- WHAT YOU ARE ASKED TO DO -
Start at the line below containing "on an edge is" and stop at the line containing "use crate::qcqp::Qcqp;". Repeat every line of that stretch exactly, and nothing outside it.

[Source data]
=-=-=
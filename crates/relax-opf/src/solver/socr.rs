//! Second-order cone relaxation.
//!
//! For every edge `k = (i, j)` the rotated cone `|V_ij|² <= V_ii V_jj` is
//! imposed as the standard cone
//!
//! ```text
//! V_ii + V_jj >= ‖(V_ii − V_jj, 2 Re V_ij, 2 Im V_ij)‖₂
//! ```
//!
//! i.e. every 2×2 principal minor of the voltage matrix on an edge is
//! positive semidefinite.

use std::sync::Arc;

use super::{default_backend, RelaxationSolver};
use crate::backend::{ConeConstraint, ConicBackend, ConicProgram};
use crate::qcqp::Qcqp;
use crate::result::RelaxationKind;
use crate::settings::SolverSettings;

/// SOCR solver.
pub struct SocrSolver {
    backend: Arc<dyn ConicBackend>,
    settings: SolverSettings,
}

impl Default for SocrSolver {
    fn default() -> Self {
        Self::new()
    }
}

impl SocrSolver {
    pub fn new() -> Self {
        Self {
            backend: default_backend(),
            settings: SolverSettings::default(),
        }
    }

    pub fn with_backend(mut self, backend: Arc<dyn ConicBackend>) -> Self {
        self.backend = backend;
        self
    }

    pub fn with_settings(mut self, settings: SolverSettings) -> Self {
        self.settings = settings;
        self
    }
}

impl RelaxationSolver for SocrSolver {
    fn kind(&self) -> RelaxationKind {
        RelaxationKind::Socr
    }

    fn backend(&self) -> &dyn ConicBackend {
        self.backend.as_ref()
    }

    fn settings(&self) -> &SolverSettings {
        &self.settings
    }

    fn relax(&self, qcqp: &Qcqp, program: &mut ConicProgram) {
        let l = qcqp.layout();
        for (k, &(i, j)) in qcqp.edges().iter().enumerate() {
            program.push_cone(ConeConstraint::SecondOrder(vec![
                vec![(l.v(i), 1.0), (l.v(j), 1.0)],
                vec![(l.v(i), 1.0), (l.v(j), -1.0)],
                vec![(l.re(k), 2.0)],
                vec![(l.im(k), 2.0)],
            ]));
        }
    }
}

#[cfg(test)]
mod tests {
    use super::*;
    use relax_core::test_utils;

    #[test]
    fn test_one_cone_per_edge() {
        let qcqp = Qcqp::from_scenario(&test_utils::three_bus_meshed()).unwrap();
        let vectorization = qcqp.get_vectorization();
        let mut program = ConicProgram::from_vectorization(&vectorization);
        SocrSolver::new().relax(&qcqp, &mut program);

        assert_eq!(program.cones.len(), qcqp.num_edges());
        assert!(program.cones.iter().all(|c| c.len() == 4));
        assert!(!program.has_semidefinite_cones());
        // the relaxation adds no variables
        assert_eq!(program.num_vars(), qcqp.num_vars());
    }
}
=-=-=
- TASK OUTPUT -
//! i.e. every 2×2 principal minor of the voltage matrix on an edge is
//! positive semidefinite.

use std::sync::Arc;

use super::{default_backend, RelaxationSolver};
use crate::backend::{ConeConstraint, ConicBackend, ConicProgram};
use crate::qcqp::Qcqp;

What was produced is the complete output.